> **Exercise objective**:
Print the line that contains "AnalysisOutcome::Blacklisted(BlacklistHit::Token(ref a)) if" and every line after it through the last line of the records below, exactly as written and nothing else.

> **Stored records**:
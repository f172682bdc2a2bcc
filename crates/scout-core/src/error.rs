//! Error types for Scout Core

use thiserror::Error;

#[derive(Error, Debug, Clone, PartialEq, Eq)]
pub enum ScoringError {
    #[error("Invalid input: {0}")]
    InvalidInput(String),

    #[error("Division by zero: 7d volume is zero for token {address}")]
    DivisionByZero { address: String },
}

pub type ScoringResult<T> = Result<T, ScoringError>;
//! HTTP clients for the external scoring APIs.
//!
//! Every client returns `Result<Decimal, FetchError>`. Substituting a value
//! for a failed fetch is the caller's decision, see `analyzer`.

pub mod rugcheck;
pub mod tweetscout;

use std::time::{Duration, Instant};

use reqwest::{Client, RequestBuilder, StatusCode};
use serde::de::DeserializeOwned;

use crate::config::AppConfig;

pub use rugcheck::RugCheckClient;
pub use tweetscout::TweetScoutClient;

#[derive(Debug, thiserror::Error)]
pub enum FetchError {
    #[error("{service} request failed: {source}")]
    Request {
        service: &'static str,
        source: reqwest::Error,
    },

    #[error("{service} API error {status}: {body}")]
    Status {
        service: &'static str,
        status: StatusCode,
        body: String,
    },

    #[error("Failed to parse {service} response: {source}")]
    Decode {
        service: &'static str,
        source: reqwest::Error,
    },

    #[error("{service} response has no `{field}` field")]
    MissingField {
        service: &'static str,
        field: &'static str,
    },

    #[error("Failed to build HTTP client: {0}")]
    Client(reqwest::Error),
}

/// The risk and sentiment clients, sharing one connection pool.
#[derive(Clone)]
pub struct SignalClients {
    pub rugcheck: RugCheckClient,
    pub tweetscout: TweetScoutClient,
}

impl SignalClients {
    pub fn new(config: &AppConfig) -> Result<Self, FetchError> {
        let http = Client::builder()
            .timeout(Duration::from_secs(config.endpoints.timeout_seconds))
            .build()
            .map_err(FetchError::Client)?;

        Ok(Self {
            rugcheck: RugCheckClient::new(
                http.clone(),
                &config.endpoints.rugcheck_url,
                &config.api_keys.rugcheck,
            ),
            tweetscout: TweetScoutClient::new(
                http,
                &config.endpoints.tweetscout_url,
                &config.api_keys.tweetscout,
            ),
        })
    }
}

/// Short preview of an API key that is safe to log.
pub fn mask_key(api_key: &str) -> String {
    let chars: Vec<char> = api_key.chars().collect();
    if chars.len() > 8 {
        let head: String = chars[..4].iter().collect();
        let tail: String = chars[chars.len() - 4..].iter().collect();
        format!("{head}...{tail}")
    } else if chars.is_empty() {
        "EMPTY".to_string()
    } else {
        "***".to_string()
    }
}

/// Send a request and decode a JSON body, logging the round trip.
async fn fetch_json<T: DeserializeOwned>(
    service: &'static str,
    request: RequestBuilder,
) -> Result<T, FetchError> {
    let start = Instant::now();

    let response = request.send().await.map_err(|e| {
        tracing::error!(service, error = %e, "Request failed");
        FetchError::Request { service, source: e }
    })?;

    if !response.status().is_success() {
        let status = response.status();
        let body = response.text().await.unwrap_or_default();
        tracing::error!(service, status = %status, body = %body, "API returned an error status");
        return Err(FetchError::Status {
            service,
            status,
            body,
        });
    }

    let parsed = response.json::<T>().await.map_err(|e| {
        tracing::error!(service, error = %e, "Failed to parse response");
        FetchError::Decode { service, source: e }
    })?;

    tracing::debug!(
        service,
        duration_ms = %start.elapsed().as_millis(),
        "Fetched signal"
    );

    Ok(parsed)
}
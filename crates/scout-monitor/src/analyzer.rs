//! Per-token analysis: blacklist gate, signal gathering, composite score.

use chrono::{DateTime, Utc};
use rust_decimal::Decimal;
use scout_core::{
    compute_composite, compute_volume_spike, Blacklist, BlacklistHit, CompositeScore,
    PartialSignals, ScoringWeights, SignalKind, SignalSet, TokenRecord,
};
use serde::Serialize;

use crate::clients::{FetchError, SignalClients};
use crate::config::{AppConfig, SignalConfig};
use crate::error::AppResult;

/// A scored token together with the signals that produced the score.
#[derive(Debug, Clone, Serialize)]
pub struct TokenAnalysis {
    pub token: TokenRecord,
    pub signals: SignalSet,
    pub score: CompositeScore,
    /// Signals whose fetch failed and were replaced by the configured fallback
    pub fallbacks: Vec<SignalKind>,
    pub analyzed_at: DateTime<Utc>,
}

impl TokenAnalysis {
    pub fn used_fallback(&self) -> bool {
        !self.fallbacks.is_empty()
    }
}

#[derive(Debug, Clone)]
pub enum AnalysisOutcome {
    /// Rejected before any API call or scoring
    Blacklisted(BlacklistHit),
    Scored(TokenAnalysis),
}

pub struct TokenAnalyzer {
    clients: SignalClients,
    blacklist: Blacklist,
    weights: ScoringWeights,
    fallback: SignalConfig,
}

impl TokenAnalyzer {
    pub fn new(
        clients: SignalClients,
        blacklist: Blacklist,
        weights: ScoringWeights,
        fallback: SignalConfig,
    ) -> Self {
        Self {
            clients,
            blacklist,
            weights,
            fallback,
        }
    }

    pub fn from_config(clients: SignalClients, config: &AppConfig) -> Self {
        Self::new(
            clients,
            config.blacklist(),
            config.weights,
            config.signals.clone(),
        )
    }

    /// Score one token.
    ///
    /// Blacklisted tokens short-circuit before anything else. The spike ratio
    /// is computed before the network calls so a token with no 7d volume
    /// fails without spending API requests.
    pub async fn analyze(&self, token: &TokenRecord) -> AppResult<AnalysisOutcome> {
        if let Some(hit) = self.blacklist.check(token) {
            return Ok(AnalysisOutcome::Blacklisted(hit));
        }

        token.validate()?;
        let volume_spike = compute_volume_spike(token)?;

        let mut fallbacks = Vec::new();
        let rugcheck = with_fallback(
            SignalKind::Rugcheck,
            self.clients.rugcheck.risk_score(&token.address).await,
            self.fallback.rugcheck_fallback,
            &mut fallbacks,
        );
        let sentiment = with_fallback(
            SignalKind::Sentiment,
            self.clients.tweetscout.sentiment(&token.symbol).await,
            self.fallback.sentiment_fallback,
            &mut fallbacks,
        );

        let signals = PartialSignals::new()
            .with(SignalKind::Rugcheck, rugcheck)
            .with(SignalKind::Sentiment, sentiment)
            .with(SignalKind::VolumeSpike, volume_spike)
            .complete()?;
        let score = compute_composite(&signals, &self.weights);

        tracing::debug!(
            symbol = %token.symbol,
            address = %token.address,
            rugcheck = %signals.rugcheck_score,
            sentiment = %signals.sentiment_score,
            volume_spike = %signals.volume_spike_ratio,
            score = %score,
            fallbacks = ?fallbacks,
            "Token scored"
        );

        Ok(AnalysisOutcome::Scored(TokenAnalysis {
            token: token.clone(),
            signals,
            score,
            fallbacks,
            analyzed_at: Utc::now(),
        }))
    }
}

fn with_fallback(
    kind: SignalKind,
    fetched: Result<Decimal, FetchError>,
    fallback: Decimal,
    used: &mut Vec<SignalKind>,
) -> Decimal {
    match fetched {
        Ok(value) => value,
        Err(e) => {
            tracing::warn!(
                signal = %kind,
                error = %e,
                fallback = %fallback,
                "Signal unavailable, using fallback"
            );
            used.push(kind);
            fallback
        }
    }
}

#[cfg(test)]
mod tests {
    use super::*;
    use crate::clients::testing::mock_signal_clients;
    use crate::error::AppError;
    use rust_decimal_macros::dec;
    use scout_core::ScoringError;
    use std::sync::atomic::Ordering;

    fn token(address: &str, volume_7d: Decimal) -> TokenRecord {
        TokenRecord {
            symbol: "MEME".to_string(),
            address: address.to_string(),
            developer: Some("0xdev".to_string()),
            price: dec!(0.0012),
            volume_24h: dec!(100000),
            volume_7d,
        }
    }

    fn fallback(rugcheck: Decimal, sentiment: Decimal) -> SignalConfig {
        SignalConfig {
            rugcheck_fallback: rugcheck,
            sentiment_fallback: sentiment,
        }
    }

    #[tokio::test]
    async fn test_scores_with_fetched_signals() {
        let (clients, hits) = mock_signal_clients(Some(80.0), Some(0.6)).await;
        let analyzer = TokenAnalyzer::new(
            clients,
            Blacklist::default(),
            ScoringWeights::default(),
            fallback(Decimal::ZERO, Decimal::ZERO),
        );

        let outcome = analyzer.analyze(&token("0x123", dec!(500000))).await.unwrap();
        let AnalysisOutcome::Scored(analysis) = outcome else {
            panic!("expected a scored token");
        };

        // 80*0.4 + 0.6*0.3 + 0.2*0.3
        assert_eq!(analysis.signals.volume_spike_ratio, dec!(0.2));
        assert_eq!(analysis.score.value(), dec!(32.24));
        assert!(!analysis.used_fallback());
        assert_eq!(hits.load(Ordering::SeqCst), 2);
    }

    #[tokio::test]
    async fn test_failed_fetch_uses_and_records_fallback() {
        let (clients, _) = mock_signal_clients(None, Some(0.5)).await;
        let analyzer = TokenAnalyzer::new(
            clients,
            Blacklist::default(),
            ScoringWeights::default(),
            fallback(dec!(50), Decimal::ZERO),
        );

        let AnalysisOutcome::Scored(analysis) =
            analyzer.analyze(&token("0x123", dec!(500000))).await.unwrap()
        else {
            panic!("expected a scored token");
        };

        assert_eq!(analysis.signals.rugcheck_score, dec!(50));
        assert_eq!(analysis.signals.sentiment_score, dec!(0.5));
        assert_eq!(analysis.fallbacks, vec![SignalKind::Rugcheck]);
    }

    #[tokio::test]
    async fn test_blacklisted_token_never_scored_or_fetched() {
        let (clients, hits) = mock_signal_clients(Some(80.0), Some(0.6)).await;
        let blacklist = Blacklist::new(vec!["0xabc".to_string()], vec!["0xdev".to_string()]);
        let analyzer = TokenAnalyzer::new(
            clients,
            blacklist,
            ScoringWeights::default(),
            fallback(Decimal::ZERO, Decimal::ZERO),
        );

        let outcome = analyzer.analyze(&token("0xabc", dec!(500000))).await.unwrap();
        assert!(matches!(
            outcome,
            AnalysisOutcome::Blacklisted(BlacklistHit::Token(ref a)) if a == "0xabc"
        ));

        // Developer list applies to otherwise unknown contracts
        let outcome = analyzer.analyze(&token("0x777", dec!(500000))).await.unwrap();
        assert!(matches!(
            outcome,
            AnalysisOutcome::Blacklisted(BlacklistHit::Developer(_))
        ));

        assert_eq!(hits.load(Ordering::SeqCst), 0);
    }

    #[tokio::test]
    async fn test_zero_weekly_volume_is_division_error() {
        let (clients, hits) = mock_signal_clients(Some(80.0), Some(0.6)).await;
        let analyzer = TokenAnalyzer::new(
            clients,
            Blacklist::default(),
            ScoringWeights::default(),
            fallback(Decimal::ZERO, Decimal::ZERO),
        );

        let err = analyzer.analyze(&token("0x123", Decimal::ZERO)).await.unwrap_err();
        assert!(matches!(
            err,
            AppError::Scoring(ScoringError::DivisionByZero { .. })
        ));
        assert_eq!(hits.load(Ordering::SeqCst), 0);
    }
}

> **Solution for this problem**:
            AnalysisOutcome::Blacklisted(BlacklistHit::Token(ref a)) if a == "0xabc"
        ));

        // Developer list applies to otherwise unknown contracts
        let outcome = analyzer.analyze(&token("0x777", dec!(500000))).await.unwrap();
        assert!(matches!(
            outcome,
            AnalysisOutcome::Blacklisted(BlacklistHit::Developer(_))
        ));

        assert_eq!(hits.load(Ordering::SeqCst), 0);
    }

    #[tokio::test]
    async fn test_zero_weekly_volume_is_division_error() {
        let (clients, hits) = mock_signal_clients(Some(80.0), Some(0.6)).await;
        let analyzer = TokenAnalyzer::new(
            clients,
            Blacklist::default(),
            ScoringWeights::default(),
            fallback(Decimal::ZERO, Decimal::ZERO),
        );

        let err = analyzer.analyze(&token("0x123", Decimal::ZERO)).await.unwrap_err();
        assert!(matches!(
            err,
            AppError::Scoring(ScoringError::DivisionByZero { .. })
        ));
        assert_eq!(hits.load(Ordering::SeqCst), 0);
    }
}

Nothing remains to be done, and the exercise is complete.